→ Provided material
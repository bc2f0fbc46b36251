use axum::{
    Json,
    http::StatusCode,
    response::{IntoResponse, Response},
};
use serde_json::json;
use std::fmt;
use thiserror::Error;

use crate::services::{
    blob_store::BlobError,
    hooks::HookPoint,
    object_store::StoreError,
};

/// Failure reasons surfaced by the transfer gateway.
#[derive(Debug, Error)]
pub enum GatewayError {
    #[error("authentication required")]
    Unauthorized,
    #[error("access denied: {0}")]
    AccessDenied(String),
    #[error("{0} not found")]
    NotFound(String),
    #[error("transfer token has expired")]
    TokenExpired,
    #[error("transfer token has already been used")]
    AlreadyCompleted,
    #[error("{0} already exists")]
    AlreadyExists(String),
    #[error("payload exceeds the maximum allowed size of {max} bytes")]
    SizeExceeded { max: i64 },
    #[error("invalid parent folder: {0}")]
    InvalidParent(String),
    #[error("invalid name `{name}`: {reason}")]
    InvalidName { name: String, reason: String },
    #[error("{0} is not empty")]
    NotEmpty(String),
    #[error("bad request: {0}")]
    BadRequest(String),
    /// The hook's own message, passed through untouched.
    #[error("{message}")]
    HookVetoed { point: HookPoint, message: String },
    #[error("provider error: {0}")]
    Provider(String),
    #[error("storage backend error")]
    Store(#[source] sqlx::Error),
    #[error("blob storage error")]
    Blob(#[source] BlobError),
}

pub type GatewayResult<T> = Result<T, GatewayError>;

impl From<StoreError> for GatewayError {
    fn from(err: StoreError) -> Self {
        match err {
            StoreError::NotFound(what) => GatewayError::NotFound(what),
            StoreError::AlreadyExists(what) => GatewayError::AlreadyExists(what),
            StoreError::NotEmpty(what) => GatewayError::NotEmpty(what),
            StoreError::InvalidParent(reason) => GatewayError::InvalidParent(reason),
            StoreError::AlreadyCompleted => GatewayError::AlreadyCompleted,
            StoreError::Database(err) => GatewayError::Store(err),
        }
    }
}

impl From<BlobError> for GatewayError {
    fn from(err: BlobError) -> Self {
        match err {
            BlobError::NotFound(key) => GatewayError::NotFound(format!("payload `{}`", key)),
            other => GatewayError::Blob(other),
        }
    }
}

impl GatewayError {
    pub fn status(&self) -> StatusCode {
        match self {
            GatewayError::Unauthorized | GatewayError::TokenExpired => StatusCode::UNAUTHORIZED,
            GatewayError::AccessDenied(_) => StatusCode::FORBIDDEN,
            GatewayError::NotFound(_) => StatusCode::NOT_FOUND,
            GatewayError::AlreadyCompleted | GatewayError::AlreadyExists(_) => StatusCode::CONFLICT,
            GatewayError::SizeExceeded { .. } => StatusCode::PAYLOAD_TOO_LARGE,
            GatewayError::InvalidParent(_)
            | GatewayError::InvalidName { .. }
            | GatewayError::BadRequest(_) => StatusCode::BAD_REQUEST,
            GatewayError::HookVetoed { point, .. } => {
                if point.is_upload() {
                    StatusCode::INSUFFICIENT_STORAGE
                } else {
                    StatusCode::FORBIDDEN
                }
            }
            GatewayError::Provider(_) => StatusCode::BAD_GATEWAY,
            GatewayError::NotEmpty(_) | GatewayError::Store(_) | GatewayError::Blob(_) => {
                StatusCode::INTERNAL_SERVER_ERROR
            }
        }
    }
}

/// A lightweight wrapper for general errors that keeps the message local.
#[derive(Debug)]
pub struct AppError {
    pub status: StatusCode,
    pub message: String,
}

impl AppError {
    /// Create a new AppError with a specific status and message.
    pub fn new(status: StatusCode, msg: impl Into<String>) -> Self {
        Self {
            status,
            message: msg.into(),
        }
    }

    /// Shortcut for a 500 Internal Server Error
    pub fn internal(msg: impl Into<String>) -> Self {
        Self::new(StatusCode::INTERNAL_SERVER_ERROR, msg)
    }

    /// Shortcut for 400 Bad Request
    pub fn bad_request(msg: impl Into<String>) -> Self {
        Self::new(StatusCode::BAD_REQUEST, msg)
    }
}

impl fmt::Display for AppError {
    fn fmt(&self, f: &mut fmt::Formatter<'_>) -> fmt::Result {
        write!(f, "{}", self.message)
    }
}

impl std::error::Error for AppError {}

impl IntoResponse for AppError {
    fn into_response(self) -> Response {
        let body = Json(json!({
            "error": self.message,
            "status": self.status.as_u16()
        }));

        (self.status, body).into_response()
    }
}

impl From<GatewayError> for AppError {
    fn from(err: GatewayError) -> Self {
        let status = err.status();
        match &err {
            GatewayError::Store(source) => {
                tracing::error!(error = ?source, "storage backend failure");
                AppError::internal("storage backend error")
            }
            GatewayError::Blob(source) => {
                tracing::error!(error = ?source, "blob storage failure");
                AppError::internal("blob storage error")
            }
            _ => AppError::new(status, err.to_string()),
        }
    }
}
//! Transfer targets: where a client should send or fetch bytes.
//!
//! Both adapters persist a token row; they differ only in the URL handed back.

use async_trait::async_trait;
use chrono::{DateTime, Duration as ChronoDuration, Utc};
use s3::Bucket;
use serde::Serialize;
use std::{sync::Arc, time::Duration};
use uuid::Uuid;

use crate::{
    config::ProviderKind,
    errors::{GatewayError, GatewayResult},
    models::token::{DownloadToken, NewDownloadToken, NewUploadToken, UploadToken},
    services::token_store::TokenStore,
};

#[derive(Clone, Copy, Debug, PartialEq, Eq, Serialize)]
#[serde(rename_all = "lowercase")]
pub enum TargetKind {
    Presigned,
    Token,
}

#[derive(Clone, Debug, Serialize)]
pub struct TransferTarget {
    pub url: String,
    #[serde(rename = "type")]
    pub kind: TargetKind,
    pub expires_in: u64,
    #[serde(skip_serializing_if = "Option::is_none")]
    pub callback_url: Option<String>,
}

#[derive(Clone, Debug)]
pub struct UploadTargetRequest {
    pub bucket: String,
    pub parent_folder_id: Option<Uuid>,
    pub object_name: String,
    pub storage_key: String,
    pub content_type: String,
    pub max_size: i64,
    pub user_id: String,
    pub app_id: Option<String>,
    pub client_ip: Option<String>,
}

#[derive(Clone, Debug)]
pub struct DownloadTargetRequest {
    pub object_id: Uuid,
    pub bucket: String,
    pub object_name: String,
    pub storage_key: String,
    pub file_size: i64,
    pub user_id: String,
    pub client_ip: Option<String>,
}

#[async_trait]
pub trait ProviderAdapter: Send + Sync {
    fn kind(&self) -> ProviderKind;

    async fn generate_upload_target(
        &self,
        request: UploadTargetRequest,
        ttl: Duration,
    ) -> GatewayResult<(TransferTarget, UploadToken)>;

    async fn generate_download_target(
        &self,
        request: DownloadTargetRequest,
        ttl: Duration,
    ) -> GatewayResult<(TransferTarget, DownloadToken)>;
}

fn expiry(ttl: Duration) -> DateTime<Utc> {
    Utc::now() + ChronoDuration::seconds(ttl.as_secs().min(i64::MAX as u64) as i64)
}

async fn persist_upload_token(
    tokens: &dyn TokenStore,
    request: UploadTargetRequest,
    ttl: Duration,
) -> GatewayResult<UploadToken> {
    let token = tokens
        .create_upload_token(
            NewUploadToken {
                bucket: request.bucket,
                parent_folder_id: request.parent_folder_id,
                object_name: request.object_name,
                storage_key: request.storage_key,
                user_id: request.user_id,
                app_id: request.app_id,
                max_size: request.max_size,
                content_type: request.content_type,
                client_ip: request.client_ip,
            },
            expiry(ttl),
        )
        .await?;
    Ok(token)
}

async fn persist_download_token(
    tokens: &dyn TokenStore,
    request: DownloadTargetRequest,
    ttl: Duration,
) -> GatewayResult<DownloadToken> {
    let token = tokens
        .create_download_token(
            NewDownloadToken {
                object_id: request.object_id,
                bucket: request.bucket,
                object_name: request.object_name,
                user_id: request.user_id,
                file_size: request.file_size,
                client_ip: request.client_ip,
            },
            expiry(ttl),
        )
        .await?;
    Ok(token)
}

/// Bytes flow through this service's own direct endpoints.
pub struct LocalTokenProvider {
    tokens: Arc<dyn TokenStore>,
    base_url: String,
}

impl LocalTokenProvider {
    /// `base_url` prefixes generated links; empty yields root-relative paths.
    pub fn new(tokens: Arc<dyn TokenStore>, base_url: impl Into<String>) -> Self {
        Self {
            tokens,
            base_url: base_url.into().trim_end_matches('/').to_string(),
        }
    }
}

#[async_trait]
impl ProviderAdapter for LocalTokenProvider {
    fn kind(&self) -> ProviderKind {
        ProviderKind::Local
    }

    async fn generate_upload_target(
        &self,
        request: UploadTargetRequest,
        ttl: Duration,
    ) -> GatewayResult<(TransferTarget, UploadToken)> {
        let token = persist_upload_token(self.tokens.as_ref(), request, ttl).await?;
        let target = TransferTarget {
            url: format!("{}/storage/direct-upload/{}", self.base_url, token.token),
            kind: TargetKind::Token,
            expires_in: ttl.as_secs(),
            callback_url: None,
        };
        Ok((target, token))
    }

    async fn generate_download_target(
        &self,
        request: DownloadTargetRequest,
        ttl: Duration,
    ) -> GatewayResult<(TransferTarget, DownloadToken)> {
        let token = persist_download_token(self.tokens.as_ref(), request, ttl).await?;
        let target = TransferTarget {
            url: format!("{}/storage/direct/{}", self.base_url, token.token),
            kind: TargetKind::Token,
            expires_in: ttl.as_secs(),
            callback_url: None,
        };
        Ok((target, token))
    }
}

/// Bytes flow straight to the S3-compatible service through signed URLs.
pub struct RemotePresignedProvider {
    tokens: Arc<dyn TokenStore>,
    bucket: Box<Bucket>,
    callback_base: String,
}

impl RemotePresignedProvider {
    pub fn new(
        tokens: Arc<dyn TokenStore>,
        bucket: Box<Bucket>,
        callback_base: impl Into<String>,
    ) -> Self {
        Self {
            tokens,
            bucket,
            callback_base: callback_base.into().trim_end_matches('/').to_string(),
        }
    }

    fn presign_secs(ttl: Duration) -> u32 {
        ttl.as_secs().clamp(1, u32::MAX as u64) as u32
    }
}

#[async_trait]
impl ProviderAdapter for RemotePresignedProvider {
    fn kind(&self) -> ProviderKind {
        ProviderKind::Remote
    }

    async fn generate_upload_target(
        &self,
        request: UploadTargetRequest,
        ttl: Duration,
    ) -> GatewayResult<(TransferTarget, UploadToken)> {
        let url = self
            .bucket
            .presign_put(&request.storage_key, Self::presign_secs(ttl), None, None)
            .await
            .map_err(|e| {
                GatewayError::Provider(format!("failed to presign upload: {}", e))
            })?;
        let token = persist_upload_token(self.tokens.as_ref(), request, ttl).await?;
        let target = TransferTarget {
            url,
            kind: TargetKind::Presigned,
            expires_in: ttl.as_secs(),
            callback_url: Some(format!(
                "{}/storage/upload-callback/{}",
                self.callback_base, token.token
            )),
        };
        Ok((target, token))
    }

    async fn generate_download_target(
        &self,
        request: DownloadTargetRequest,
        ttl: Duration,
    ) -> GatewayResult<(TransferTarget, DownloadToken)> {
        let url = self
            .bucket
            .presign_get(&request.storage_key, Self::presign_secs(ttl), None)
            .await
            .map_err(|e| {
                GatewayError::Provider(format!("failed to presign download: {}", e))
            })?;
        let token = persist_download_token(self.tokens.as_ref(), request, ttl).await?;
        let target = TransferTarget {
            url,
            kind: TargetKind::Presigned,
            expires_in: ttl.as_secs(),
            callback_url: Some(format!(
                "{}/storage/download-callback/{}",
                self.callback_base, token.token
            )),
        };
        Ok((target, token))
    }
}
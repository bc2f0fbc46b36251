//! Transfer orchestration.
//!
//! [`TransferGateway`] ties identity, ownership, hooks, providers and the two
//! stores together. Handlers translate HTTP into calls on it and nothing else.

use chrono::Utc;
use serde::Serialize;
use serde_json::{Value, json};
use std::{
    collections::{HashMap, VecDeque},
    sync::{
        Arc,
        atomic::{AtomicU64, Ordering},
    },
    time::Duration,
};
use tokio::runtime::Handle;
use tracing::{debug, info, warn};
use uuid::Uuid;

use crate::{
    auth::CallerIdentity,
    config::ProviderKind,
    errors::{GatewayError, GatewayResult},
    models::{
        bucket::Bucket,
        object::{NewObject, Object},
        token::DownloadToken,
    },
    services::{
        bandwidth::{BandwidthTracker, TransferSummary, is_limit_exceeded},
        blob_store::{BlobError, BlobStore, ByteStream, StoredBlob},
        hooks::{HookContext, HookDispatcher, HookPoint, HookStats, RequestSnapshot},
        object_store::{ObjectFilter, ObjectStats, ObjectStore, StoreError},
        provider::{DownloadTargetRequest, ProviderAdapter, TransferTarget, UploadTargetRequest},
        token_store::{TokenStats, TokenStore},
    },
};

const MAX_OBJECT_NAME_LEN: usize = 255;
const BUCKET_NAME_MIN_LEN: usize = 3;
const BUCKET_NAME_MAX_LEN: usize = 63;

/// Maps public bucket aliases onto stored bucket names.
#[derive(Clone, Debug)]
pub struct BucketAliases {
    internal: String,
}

→ How to complete this task
Give back the lines of the data exactly as they are written, from the first line through the line containing "#[derive(Debug, Error)]".

→ Solution
repository bc2f0fbc46b36251
use axum::{
    Json,
    http::StatusCode,
    response::{IntoResponse, Response},
};
use serde_json::json;
use std::fmt;
use thiserror::Error;

use crate::services::{
    blob_store::BlobError,
    hooks::HookPoint,
    object_store::StoreError,
};

/// Failure reasons surfaced by the transfer gateway.
#[derive(Debug, Error)]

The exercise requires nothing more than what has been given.